Wednesday, January 25, 2006


An apology in advance: My informal writing isn't very clear and my points sort of wander around in the shadows sometimes, so if you read this and are disappointed by the disorganization, I'm sincerely sorry.

So Boyer. That article seemed to make a lot of people mad (haha see "Why Boyer is Full of Shit", Tommy's objections are pretty similar to my own.). While I didn't react to it as strongly as a few others seemed to, I had my own reservations with how Boyer made his points. Basically, I felt like he used a lot of words, but didn't back up what he said very well. When I was reading his piece, I felt like I was reading a scientific paper with all of the scientific evidence missing. It seems that he is making a philosophical argument about the cognitive roots of religious belief, which presumably has scientific basis. It drove me up the wall reading his article and seldom seeing any sort of fact to back up some of the claims that he makes. It's not like he's making minor claims either. He's attributing the urge to believe in religion to natural selection and saying that it's a byproduct of day to day mental activity, which some people might find a little suspect and maybe want some supporting evidence. Maybe it wasn't addressed because this article was only a small part of the book that he wrote.

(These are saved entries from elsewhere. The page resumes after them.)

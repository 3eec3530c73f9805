//! Shared request path for OpenAI-compatible chat-completions endpoints.

use crate::debatejudge::completion::{CompletionError, OutputSchema, TokenUsage};
use serde::{Deserialize, Serialize};
use serde_json::{json, Value};
use std::sync::Mutex;

#[derive(Serialize)]
struct ChatMessage<'a> {
    role: &'static str,
    content: &'a str,
}

#[derive(Serialize)]
struct ChatRequest<'a> {
    model: &'a str,
    messages: Vec<ChatMessage<'a>>,
    response_format: Value,
}

#[derive(Deserialize)]
struct ChatResponse {
    #[serde(default)]
    choices: Vec<ChatChoice>,
    usage: Option<ChatUsage>,
}

#[derive(Deserialize)]
struct ChatChoice {
    message: ChatChoiceMessage,
}

#[derive(Deserialize)]
struct ChatChoiceMessage {
    content: Option<String>,
}

#[derive(Deserialize)]
struct ChatUsage {
    #[serde(default)]
    prompt_tokens: usize,
    #[serde(default)]
    completion_tokens: usize,
    #[serde(default)]
    total_tokens: usize,
}

/// Full chat-completions URL for an OpenAI-compatible base URL.
pub fn chat_completions_url(base_url: &str) -> String {
    format!("{}/chat/completions", base_url.trim_end_matches('/'))
}

/// `response_format` value asking for strict `json_schema` output.
pub fn json_schema_response_format(schema: &OutputSchema) -> Value {
    json!({
        "type": "json_schema",
        "json_schema": {
            "name": schema.name,
            "strict": true,
            "schema": schema.schema,
        }
    })
}

/// Send a schema-constrained chat request, record its usage, and return the assistant's content.
#[allow(clippy::too_many_arguments)]
pub async fn send_and_track(
    client: &reqwest::Client,
    base_url: &str,
    secret_key: &str,
    model: &str,
    system_prompt: &str,
    user_prompt: &str,
    schema: &OutputSchema,
    usage_slot: &Mutex<Option<TokenUsage>>,
) -> Result<String, CompletionError> {
    let request = ChatRequest {
        model,
        messages: vec![
            ChatMessage {
                role: "system",
                content: system_prompt,
            },
            ChatMessage {
                role: "user",
                content: user_prompt,
            },
        ],
        response_format: json_schema_response_format(schema),
    };

    let response = client
        .post(chat_completions_url(base_url))
        .bearer_auth(secret_key)
        .json(&request)
        .send()
        .await
        .map_err(|err| {
            log::error!(
                "debatejudge::clients::common::send_and_track(...): request to {} failed: {}",
                base_url,
                err
            );
            if err.is_timeout() {
                CompletionError::Timeout
            } else {
                CompletionError::Request(err.to_string())
            }
        })?;

    let status = response.status();
    if !status.is_success() {
        let body = response.text().await.unwrap_or_default();
        log::error!(
            "debatejudge::clients::common::send_and_track(...): HTTP {} from {}: {}",
            status,
            base_url,
            body
        );
        return Err(CompletionError::Status {
            status: status.as_u16(),
            body,
        });
    }

    let body: ChatResponse = response
        .json()
        .await
        .map_err(|err| CompletionError::Malformed(err.to_string()))?;

    if let Some(usage) = body.usage {
        // Store it for get_last_usage()
        *usage_slot
            .lock()
            .unwrap_or_else(|poisoned| poisoned.into_inner()) = Some(TokenUsage {
            input_tokens: usage.prompt_tokens,
            output_tokens: usage.completion_tokens,
            total_tokens: usage.total_tokens,
        });
    }

    let content = body
        .choices
        .into_iter()
        .next()
        .and_then(|choice| choice.message.content)
        .ok_or(CompletionError::Empty)?;
    if content.trim().is_empty() {
        return Err(CompletionError::Empty);
    }
    Ok(content)
}
//! The completion-service seam used by the judge.
//!
//! A [`CompletionService`] takes a system prompt, a user prompt and an
//! [`OutputSchema`] and returns the raw text the model produced under that
//! schema. It does not interpret the text; parsing and validation belong to
//! the caller.
//!
//! Concrete OpenAI-compatible implementations live in
//! [`clients::openai`](crate::clients::openai) and
//! [`clients::gemini`](crate::clients::gemini).

use async_trait::async_trait;
use serde::{Deserialize, Serialize};
use serde_json::Value;
use std::sync::Mutex;
use thiserror::Error;

/// How many tokens were spent on prompt vs. completion.
#[derive(Clone, Debug, PartialEq, Eq, Serialize, Deserialize)]
pub struct TokenUsage {
    pub input_tokens: usize,
    pub output_tokens: usize,
    pub total_tokens: usize,
}

/// A named JSON Schema the completion must conform to.
#[derive(Clone, Debug, PartialEq)]
pub struct OutputSchema {
    pub name: String,
    pub schema: Value,
}

impl OutputSchema {
    pub fn new(name: impl Into<String>, schema: Value) -> Self {
        Self {
            name: name.into(),
            schema,
        }
    }
}

/// Failure to obtain a completion.
#[derive(Debug, Clone, PartialEq, Eq, Error)]
pub enum CompletionError {
    #[error("completion request failed: {0}")]
    Request(String),
    #[error("completion request timed out")]
    Timeout,
    #[error("completion service returned HTTP {status}: {body}")]
    Status { status: u16, body: String },
    #[error("completion service sent a malformed response: {0}")]
    Malformed(String),
    #[error("completion service returned no content")]
    Empty,
    #[error("could not build an HTTP client: {0}")]
    Client(String),
}

/// A language-model endpoint producing schema-constrained output.
#[async_trait]
pub trait CompletionService: Send + Sync {
    /// Generate a completion constrained by `schema` and return its raw text.
    async fn generate(
        &self,
        system_prompt: &str,
        user_prompt: &str,
        schema: &OutputSchema,
    ) -> Result<String, CompletionError>;

    /// Model identifier, for logging.
    fn model_name(&self) -> &str;

    /// Hook to retrieve usage from the *last* generate() call.
    /// Default impl returns None so services without accounting need no code.
    fn get_last_usage(&self) -> Option<TokenUsage> {
        self.usage_slot()
            .and_then(|slot| slot.lock().ok().and_then(|usage| usage.clone()))
    }

    /// Services that track token usage return their slot here.
    fn usage_slot(&self) -> Option<&Mutex<Option<TokenUsage>>> {
        None
    }
}
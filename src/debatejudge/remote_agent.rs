//! Talking to the remotely hosted debaters.
//!
//! [`AgentTransport`] is the wire seam: it sends one text message to an
//! endpoint, optionally inside an existing remote context, and returns the
//! reply. [`RemoteAgentClient`] layers the per-role session logic on top of a
//! transport using the run's [`ConversationChannel`].
//!
//! The concrete HTTP transport lives in [`clients::a2a`](crate::clients::a2a).

use crate::debatejudge::conversation::{CleanupGuard, ConversationChannel, RunId, SessionStore};
use crate::debatejudge::request::DebaterRole;
use async_trait::async_trait;
use log::{debug, error, warn};
use reqwest::Url;
use std::sync::Arc;
use thiserror::Error;

/// A reply from a remote agent.
#[derive(Debug, Clone, PartialEq, Eq)]
pub struct AgentReply {
    pub text: String,
    /// Context id to send with the next message to continue this conversation.
    pub context_id: Option<String>,
}

impl AgentReply {
    pub fn new(text: impl Into<String>, context_id: Option<String>) -> Self {
        Self {
            text: text.into(),
            context_id,
        }
    }
}

/// Failure to obtain a usable reply from a remote agent.
#[derive(Debug, Clone, PartialEq, Eq, Error)]
pub enum RemoteAgentError {
    #[error("{endpoint} is unreachable: {reason}")]
    Unreachable { endpoint: String, reason: String },
    #[error("{endpoint} did not answer within {timeout_secs}s")]
    Timeout { endpoint: String, timeout_secs: u64 },
    #[error("{endpoint} answered with HTTP status {status}")]
    HttpStatus { endpoint: String, status: u16 },
    #[error("{endpoint} sent a malformed reply: {reason}")]
    Malformed { endpoint: String, reason: String },
    #[error("{endpoint} sent an empty reply")]
    EmptyResponse { endpoint: String },
    #[error("{endpoint} responded with task state {state}")]
    TaskNotCompleted { endpoint: String, state: String },
    #[error("{endpoint} rejected the message ({code}): {message}")]
    Rpc {
        endpoint: String,
        code: i64,
        message: String,
    },
    #[error("could not build an HTTP client for {endpoint}: {reason}")]
    Client { endpoint: String, reason: String },
}

impl RemoteAgentError {
    pub fn endpoint(&self) -> &str {
        match self {
            RemoteAgentError::Unreachable { endpoint, .. }
            | RemoteAgentError::Timeout { endpoint, .. }
            | RemoteAgentError::HttpStatus { endpoint, .. }
            | RemoteAgentError::Malformed { endpoint, .. }
            | RemoteAgentError::EmptyResponse { endpoint }
            | RemoteAgentError::TaskNotCompleted { endpoint, .. }
            | RemoteAgentError::Rpc { endpoint, .. }
            | RemoteAgentError::Client { endpoint, .. } => endpoint,
        }
    }
}

/// Sends a single message to a remote agent.
///
/// Implementations handle transport concerns only (framing, timeouts,
/// decoding). Retrying, if any, belongs here as well; callers above this
/// trait never retry.
#[async_trait]
pub trait AgentTransport: Send + Sync {
    /// Send `text` to `endpoint`. `context_id` is `None` to open a new
    /// conversation, or the id from a previous [`AgentReply`] to continue one.
    async fn send_message(
        &self,
        endpoint: &Url,
        text: &str,
        context_id: Option<&str>,
    ) -> Result<AgentReply, RemoteAgentError>;
}

/// Run-scoped client for the two debaters.
///
/// Each run gets its own client; clients for concurrent runs may share one
/// [`SessionStore`] because sessions are keyed by run id.
pub struct RemoteAgentClient {
    transport: Arc<dyn AgentTransport>,
    channel: ConversationChannel,
}

impl RemoteAgentClient {
    pub fn new(transport: Arc<dyn AgentTransport>, channel: ConversationChannel) -> Self {
        Self { transport, channel }
    }

    pub fn for_run(
        transport: Arc<dyn AgentTransport>,
        run_id: RunId,
        store: Arc<SessionStore>,
    ) -> Self {
        Self::new(transport, ConversationChannel::new(run_id, store))
    }

    pub fn run_id(&self) -> RunId {
        self.channel.run_id()
    }

    pub fn channel(&self) -> &ConversationChannel {
        &self.channel
    }

    /// Send `prompt` to the agent playing `role`.
    ///
    /// With `new_conversation` a fresh remote session is opened and replaces
    /// any previous one for that role. Otherwise the role's existing session
    /// is continued and only the new prompt is sent. Continuing a role that
    /// has no session opens one.
    pub async fn send(
        &self,
        role: DebaterRole,
        endpoint: &Url,
        prompt: &str,
        new_conversation: bool,
    ) -> Result<String, RemoteAgentError> {
        let existing = if new_conversation {
            None
        } else {
            self.channel.state(role).filter(|state| state.started)
        };
        let fresh = existing.is_none();
        if !new_conversation && fresh {
            warn!(
                "run {}: no session for {} to continue, opening a new one",
                self.run_id(),
                role
            );
        }
        let context_id = existing.and_then(|state| state.context_id);

        debug!(
            "run {}: -> {} at {} (context {:?}): {}",
            self.run_id(),
            role,
            endpoint,
            context_id,
            prompt
        );

        let reply = self
            .transport
            .send_message(endpoint, prompt, context_id.as_deref())
            .await
            .map_err(|e| {
                error!("run {}: {} failed: {}", self.run_id(), role, e);
                e
            })?;

        if reply.text.trim().is_empty() {
            error!("run {}: {} sent an empty reply", self.run_id(), role);
            return Err(RemoteAgentError::EmptyResponse {
                endpoint: endpoint.to_string(),
            });
        }

        if fresh {
            self.channel.begin(role, reply.context_id);
        } else {
            self.channel.advance(role, reply.context_id);
        }
        Ok(reply.text)
    }

    /// Release all session state of this run. Idempotent.
    pub fn reset(&self) {
        self.channel.reset();
    }

    pub fn cleanup_guard(&self) -> CleanupGuard {
        self.channel.cleanup_guard()
    }
}
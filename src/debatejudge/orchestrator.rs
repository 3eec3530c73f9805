//! The turn-taking protocol of a single debate run.
//!
//! A [`DebateOrchestrator`] walks the [`DebatePhase`] machine: pro opens, con
//! opens in reply, then each further round has pro answer con's last argument
//! and con answer pro's. Every reply is appended to the [`Transcript`] and
//! reported before the next prompt is sent.
//!
//! The orchestrator never retries. The first [`RemoteAgentError`] moves the
//! run to `Failed` and is returned as is. Session cleanup is the caller's
//! concern (see [`DebateEvaluator`](crate::evaluator::DebateEvaluator)).

use crate::debatejudge::event::{ProgressReporter, TaskState};
use crate::debatejudge::judge::{DebateEval, Judge, JudgingError};
use crate::debatejudge::remote_agent::{RemoteAgentClient, RemoteAgentError};
use crate::debatejudge::request::DebateParams;
use crate::debatejudge::state::{DebatePhase, DebateRun};
use crate::debatejudge::transcript::Transcript;
use log::{error, info};

/// Status text emitted between the last turn and the judge call.
pub const EVALUATION_STARTED: &str = "Debate orchestration finished. Starting evaluation.";

/// Prompt for the debater speaking in `phase`.
///
/// `previous` is the opponent's last reply; it is ignored for pro's opening.
pub fn turn_prompt(phase: DebatePhase, topic: &str, previous: &str) -> String {
    match phase {
        DebatePhase::OpenPro => {
            format!("Debate Topic: {}. Present your opening argument.", topic)
        }
        DebatePhase::OpenCon => format!(
            "Debate Topic: {}. Present your opening argument. Your opponent opened with: {}",
            topic, previous
        ),
        _ => format!(
            "Your opponent said: {}. Present your next argument.",
            previous
        ),
    }
}

pub struct DebateOrchestrator<'a> {
    client: &'a RemoteAgentClient,
    reporter: &'a dyn ProgressReporter,
    params: &'a DebateParams,
    run: DebateRun,
    transcript: Transcript,
}

impl<'a> DebateOrchestrator<'a> {
    pub fn new(
        client: &'a RemoteAgentClient,
        reporter: &'a dyn ProgressReporter,
        params: &'a DebateParams,
    ) -> Self {
        Self {
            client,
            reporter,
            params,
            run: DebateRun::new(client.run_id(), params.num_rounds),
            transcript: Transcript::new(),
        }
    }

    pub fn run(&self) -> &DebateRun {
        &self.run
    }

    pub fn phase(&self) -> DebatePhase {
        self.run.phase
    }

    pub fn transcript(&self) -> &Transcript {
        &self.transcript
    }

    pub fn into_transcript(self) -> Transcript {
        self.transcript
    }

    /// Take every turn of the debate.
    pub async fn orchestrate(&mut self) -> Result<&Transcript, RemoteAgentError> {
        info!(
            "run {}: debating {:?} over {} round(s)",
            self.run.run_id, self.params.topic, self.params.num_rounds
        );

        while let Some((phase, role, round)) = self.run.begin_next_turn() {
            let previous = self
                .transcript
                .last()
                .map(|turn| turn.text.as_str())
                .unwrap_or_default();
            let prompt = turn_prompt(phase, &self.params.topic, previous);

            let reply = match self
                .client
                .send(role, self.params.endpoint(role), &prompt, phase.is_opening())
                .await
            {
                Ok(reply) => reply,
                Err(e) => {
                    error!("run {}: {} aborted the debate: {}", self.run.run_id, role, e);
                    self.run.fail(&e.to_string());
                    return Err(e);
                }
            };

            let turn = self.transcript.record(role, round, reply);
            info!(
                "run {}: {} round {} ({} chars)",
                self.run.run_id,
                role,
                round,
                turn.text.len()
            );
            self.reporter.report_turn(turn).await;
        }

        info!("{}", self.run.status_line());
        Ok(&self.transcript)
    }

    /// Hand the finished transcript to `judge`.
    ///
    /// Fails with [`JudgingError::NotReady`] unless every turn has been taken.
    pub async fn evaluate(&mut self, judge: &Judge) -> Result<DebateEval, JudgingError> {
        if self
            .run
            .transition(DebatePhase::Evaluating, "all turns taken")
            .is_err()
        {
            return Err(JudgingError::NotReady {
                phase: self.run.phase,
            });
        }
        info!(
            "run {}: {} turn(s) taken, judging with {}",
            self.run.run_id,
            self.transcript.len(),
            judge.model_name()
        );
        self.reporter
            .report_status(TaskState::Working, EVALUATION_STARTED)
            .await;

        let debate_text = self.transcript.format_for_judge();
        match judge.evaluate(&self.params.topic, &debate_text).await {
            Ok(eval) => {
                self.run
                    .transition(DebatePhase::Done, &format!("{} wins", eval.winner))
                    .map_err(|e| JudgingError::NotReady { phase: e.from })?;
                Ok(eval)
            }
            Err(e) => {
                self.run.fail(&e.to_string());
                Err(e)
            }
        }
    }
}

Hopefully it addresses these issues a little bit further and with a little more research thrown in for those of us who get hung up on that sort of thing. I would have been much more satisfied with an article that says, "When Test Subject A prays, this part of his brain lights up on this little screen here, the same part that lights up when he reads books and stands on his head."
Ok I think I sorta made my point. So Zac, what did you like about Boyer? I'm glad you asked.
I think that Boyer's claim that a person does not believe what he or she believes that he or she believes has some validity to it. Three believes and two instances of gender inclusive use of pronouns in that last sentence, I'm on a very confusing roll. I think that it will be tempting for the people that we interview when we visit the different places of worship, to fall back on the doctrines of whatever religion we happen to be studying. I can see how it could happen. An interesting example that just crossed my mind is my aunt. If you were to sit down with her and talk to her about her religion, she would tell you all about her beliefs in Zen Buddhism, and how it gives her peace, etc. My aunt gives her cats Christmas presents, compulsively cleans, rearranges the furniture in her house once every two weeks, and last Thanksgiving made a spreadsheet of the cooking times for the various foods so they would all come out at the same time. Color coded. Needless to say, she's wound a little tight, which would seem to contradict her assertion that she is at peace at all times. When we talk to the different people as the course progresses, we may find that it's not enough to listen to what people say about what they believe, but how it actually plays out in the day to day. I think that's why repeated visits to the same place are important, so that we can get a clear idea what people really seem like, rather than what they say they are. If that's not what Boyer intended when he wrote about believing what they believe they believe or whatever it is, I don't care, I'm too sick of him to continue.
Time to talk some Proudfoot. I liked him a lot, his distinctions between reductionism in description and explanation will be a really good tool when we (presumably) closely analyze the people in these different religions. He'll prove to be useful. I'm still having a hard time figuring out what "explanation" of a religious experience consists of (as some of you might have picked up on with my deer in the headlights look when Professor Rein asked me what I thought). I feel like his (Professor Rein's) example of the relief of Luther's constipation being the reason for his divine inspiration didn't really paint the whole picture for me, so I'll have to think about this some more.
Last paragraph, I swear. I've also been thinking a lot about the spiritual regret thing that Yearly talks about. I've been really trying to solidify my own beliefs on life as of late, both religious and otherwise (not fix in stone, just figure some stuff out). I know it sounds somewhat shallow, the idea of shopping around for a philosophy for living, especially when I tie up religion in it but I'm just trying not to float around as an agnostic my whole life and become someone that Nietzsche's ghost would bicycle kick through a wall. The thing is, it's hard to believe in one thing with the awareness that there are so many different ideas of good and bad around. There are also so many different aspects of the different religions that appeal to me, so I'm basically the classic example of someone ailing from spiritual regret all the time. Enough of this intensely personal stuff. Those are my thoughts, I'm better at this "reflecting on course material" thing than I thought. If you thought this was a waste of time, sorry. Here's a picture for your trouble.

Thursday, January 19, 2006

Ok, time to think of stuff to write

Some of us just don't keep serious online journals and up until now, I had proudly counted myself amongst them. I do have a xanga that I occasionally write in for my own amusement but I never post anything particularly serious or relevant to my life, so actually sitting down and writing (and being graded on, oh God oh God) about my impressions/feelings/experiences etc. should be interesting to say the least. My discomfort aside, I do think that the whole online aspect to this class will be a good way to share the experiences of others, debate and discuss, and generally become closer as a group. It'll be interesting to see how this shapes up and how I'll do in relation to everyone else. I fully expect my journal to be a mixture of serious reflection and unapologetic weirdness, so you probably should as well. I'm done now. Have a picture of a sparkly unicorn.